Data to examine section start

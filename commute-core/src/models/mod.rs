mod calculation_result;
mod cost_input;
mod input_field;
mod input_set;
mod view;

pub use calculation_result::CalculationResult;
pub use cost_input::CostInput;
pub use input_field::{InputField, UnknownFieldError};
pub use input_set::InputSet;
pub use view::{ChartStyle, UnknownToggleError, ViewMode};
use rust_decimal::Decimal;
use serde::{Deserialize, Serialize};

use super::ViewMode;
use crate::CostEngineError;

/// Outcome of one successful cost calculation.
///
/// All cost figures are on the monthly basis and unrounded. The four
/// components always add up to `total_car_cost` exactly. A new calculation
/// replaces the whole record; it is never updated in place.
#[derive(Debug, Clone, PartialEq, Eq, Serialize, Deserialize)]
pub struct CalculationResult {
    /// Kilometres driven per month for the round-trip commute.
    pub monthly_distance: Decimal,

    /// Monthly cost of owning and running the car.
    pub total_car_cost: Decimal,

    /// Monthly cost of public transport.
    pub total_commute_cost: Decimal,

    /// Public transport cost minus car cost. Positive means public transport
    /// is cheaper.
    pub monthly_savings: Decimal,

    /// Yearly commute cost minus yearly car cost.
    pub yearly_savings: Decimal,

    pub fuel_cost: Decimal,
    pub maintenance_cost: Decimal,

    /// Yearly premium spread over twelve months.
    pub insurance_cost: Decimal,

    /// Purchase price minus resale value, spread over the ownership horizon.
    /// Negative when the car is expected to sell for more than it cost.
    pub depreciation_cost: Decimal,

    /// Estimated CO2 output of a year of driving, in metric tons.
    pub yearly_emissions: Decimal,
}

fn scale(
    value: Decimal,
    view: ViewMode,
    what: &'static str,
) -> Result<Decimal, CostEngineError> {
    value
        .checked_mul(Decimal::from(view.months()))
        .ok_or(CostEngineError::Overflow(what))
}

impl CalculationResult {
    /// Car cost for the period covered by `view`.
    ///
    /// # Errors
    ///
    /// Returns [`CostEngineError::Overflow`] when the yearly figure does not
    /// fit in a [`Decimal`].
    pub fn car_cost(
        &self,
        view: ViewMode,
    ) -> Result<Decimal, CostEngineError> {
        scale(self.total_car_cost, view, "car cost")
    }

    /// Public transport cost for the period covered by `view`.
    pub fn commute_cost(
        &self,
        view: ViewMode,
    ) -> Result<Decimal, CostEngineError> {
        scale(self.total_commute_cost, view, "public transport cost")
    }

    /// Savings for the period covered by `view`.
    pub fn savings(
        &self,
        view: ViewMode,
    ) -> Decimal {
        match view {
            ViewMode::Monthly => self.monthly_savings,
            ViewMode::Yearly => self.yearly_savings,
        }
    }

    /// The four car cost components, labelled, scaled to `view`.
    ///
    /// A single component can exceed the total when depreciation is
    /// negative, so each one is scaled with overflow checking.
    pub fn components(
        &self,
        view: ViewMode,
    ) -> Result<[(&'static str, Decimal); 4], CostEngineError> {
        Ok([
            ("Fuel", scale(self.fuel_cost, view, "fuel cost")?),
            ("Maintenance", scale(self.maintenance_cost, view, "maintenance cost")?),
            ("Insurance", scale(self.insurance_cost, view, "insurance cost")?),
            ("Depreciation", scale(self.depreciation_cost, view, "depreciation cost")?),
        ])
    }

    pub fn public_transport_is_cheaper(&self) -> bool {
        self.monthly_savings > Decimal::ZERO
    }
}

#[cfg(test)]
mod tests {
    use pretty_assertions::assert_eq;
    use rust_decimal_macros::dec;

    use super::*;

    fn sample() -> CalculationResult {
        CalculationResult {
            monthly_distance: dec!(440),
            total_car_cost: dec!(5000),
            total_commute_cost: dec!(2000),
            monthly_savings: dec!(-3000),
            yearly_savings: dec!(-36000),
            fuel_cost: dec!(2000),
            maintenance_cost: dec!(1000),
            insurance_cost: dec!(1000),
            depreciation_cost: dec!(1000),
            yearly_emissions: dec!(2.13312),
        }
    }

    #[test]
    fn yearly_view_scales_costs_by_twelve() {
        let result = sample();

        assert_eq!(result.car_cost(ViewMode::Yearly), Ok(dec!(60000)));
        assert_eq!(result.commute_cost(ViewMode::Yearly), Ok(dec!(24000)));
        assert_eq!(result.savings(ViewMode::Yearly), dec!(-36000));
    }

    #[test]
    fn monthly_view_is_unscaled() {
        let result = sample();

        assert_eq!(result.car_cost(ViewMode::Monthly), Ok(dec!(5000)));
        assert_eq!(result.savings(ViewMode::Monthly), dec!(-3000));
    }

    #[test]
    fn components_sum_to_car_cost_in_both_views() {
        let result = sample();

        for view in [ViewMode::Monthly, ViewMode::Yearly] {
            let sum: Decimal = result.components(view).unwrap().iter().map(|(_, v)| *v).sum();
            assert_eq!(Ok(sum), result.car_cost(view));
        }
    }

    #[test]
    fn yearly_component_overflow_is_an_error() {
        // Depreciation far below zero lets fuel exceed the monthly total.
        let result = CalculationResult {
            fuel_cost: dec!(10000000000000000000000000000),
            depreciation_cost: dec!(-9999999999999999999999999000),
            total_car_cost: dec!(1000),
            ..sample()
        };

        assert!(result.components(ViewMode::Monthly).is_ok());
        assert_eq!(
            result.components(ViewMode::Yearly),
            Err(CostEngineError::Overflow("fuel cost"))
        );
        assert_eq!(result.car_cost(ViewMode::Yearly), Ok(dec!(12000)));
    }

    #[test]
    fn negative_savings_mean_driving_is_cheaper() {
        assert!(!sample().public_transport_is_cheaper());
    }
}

Data to examine section end
Data to examine section start

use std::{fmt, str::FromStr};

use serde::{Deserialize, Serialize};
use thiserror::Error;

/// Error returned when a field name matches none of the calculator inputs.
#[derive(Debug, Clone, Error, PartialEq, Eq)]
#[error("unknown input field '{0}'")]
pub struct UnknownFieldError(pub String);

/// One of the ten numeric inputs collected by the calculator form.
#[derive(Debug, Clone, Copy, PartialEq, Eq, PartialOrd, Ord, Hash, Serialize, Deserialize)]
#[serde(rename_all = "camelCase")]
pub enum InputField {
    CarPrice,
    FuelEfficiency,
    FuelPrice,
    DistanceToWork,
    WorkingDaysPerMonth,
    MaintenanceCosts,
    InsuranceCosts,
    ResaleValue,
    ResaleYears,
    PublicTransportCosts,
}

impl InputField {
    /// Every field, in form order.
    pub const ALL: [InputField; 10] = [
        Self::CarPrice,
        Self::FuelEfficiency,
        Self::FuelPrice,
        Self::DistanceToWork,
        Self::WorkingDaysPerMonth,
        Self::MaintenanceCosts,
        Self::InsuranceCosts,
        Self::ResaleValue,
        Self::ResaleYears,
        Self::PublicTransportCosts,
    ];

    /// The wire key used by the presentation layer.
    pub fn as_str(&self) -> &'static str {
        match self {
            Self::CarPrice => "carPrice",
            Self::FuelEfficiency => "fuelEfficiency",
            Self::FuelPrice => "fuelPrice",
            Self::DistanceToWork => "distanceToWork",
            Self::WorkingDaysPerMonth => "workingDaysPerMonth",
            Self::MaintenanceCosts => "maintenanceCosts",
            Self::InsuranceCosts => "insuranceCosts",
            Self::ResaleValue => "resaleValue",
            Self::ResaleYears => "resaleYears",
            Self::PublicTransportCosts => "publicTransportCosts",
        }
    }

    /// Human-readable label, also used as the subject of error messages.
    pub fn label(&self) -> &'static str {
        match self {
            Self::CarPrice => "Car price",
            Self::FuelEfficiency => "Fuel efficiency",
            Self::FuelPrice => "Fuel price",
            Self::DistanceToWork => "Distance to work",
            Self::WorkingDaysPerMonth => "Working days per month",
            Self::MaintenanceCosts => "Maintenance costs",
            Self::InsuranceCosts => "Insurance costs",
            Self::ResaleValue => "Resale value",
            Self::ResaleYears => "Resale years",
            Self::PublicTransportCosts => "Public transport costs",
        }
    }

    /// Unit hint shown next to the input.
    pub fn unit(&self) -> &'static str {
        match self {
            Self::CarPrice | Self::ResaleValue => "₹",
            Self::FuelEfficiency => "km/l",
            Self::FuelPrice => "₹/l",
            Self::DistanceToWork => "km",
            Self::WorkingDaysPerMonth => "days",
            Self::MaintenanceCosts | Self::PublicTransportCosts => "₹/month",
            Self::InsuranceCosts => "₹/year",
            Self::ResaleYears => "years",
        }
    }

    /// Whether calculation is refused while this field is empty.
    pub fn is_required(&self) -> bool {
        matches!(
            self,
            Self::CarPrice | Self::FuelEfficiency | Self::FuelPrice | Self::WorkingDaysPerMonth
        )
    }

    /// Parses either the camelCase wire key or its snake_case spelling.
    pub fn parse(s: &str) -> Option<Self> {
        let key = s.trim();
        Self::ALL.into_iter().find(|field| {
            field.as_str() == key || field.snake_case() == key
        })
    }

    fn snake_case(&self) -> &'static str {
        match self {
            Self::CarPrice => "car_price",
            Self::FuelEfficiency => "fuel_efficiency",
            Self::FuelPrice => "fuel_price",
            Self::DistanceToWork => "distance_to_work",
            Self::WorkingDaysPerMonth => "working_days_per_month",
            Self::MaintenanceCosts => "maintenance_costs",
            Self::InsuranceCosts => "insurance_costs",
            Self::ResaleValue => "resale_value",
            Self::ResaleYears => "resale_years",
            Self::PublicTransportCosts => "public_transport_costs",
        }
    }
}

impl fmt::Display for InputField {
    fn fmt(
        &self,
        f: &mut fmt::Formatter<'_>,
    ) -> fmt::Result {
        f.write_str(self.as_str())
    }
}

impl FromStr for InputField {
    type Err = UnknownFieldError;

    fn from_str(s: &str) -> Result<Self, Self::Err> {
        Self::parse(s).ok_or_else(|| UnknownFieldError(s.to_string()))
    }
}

Data to examine section end

Work to be completed
In the material above, please count the lines that hold the word "Debug" and answer with only that number.

Exercise answer
3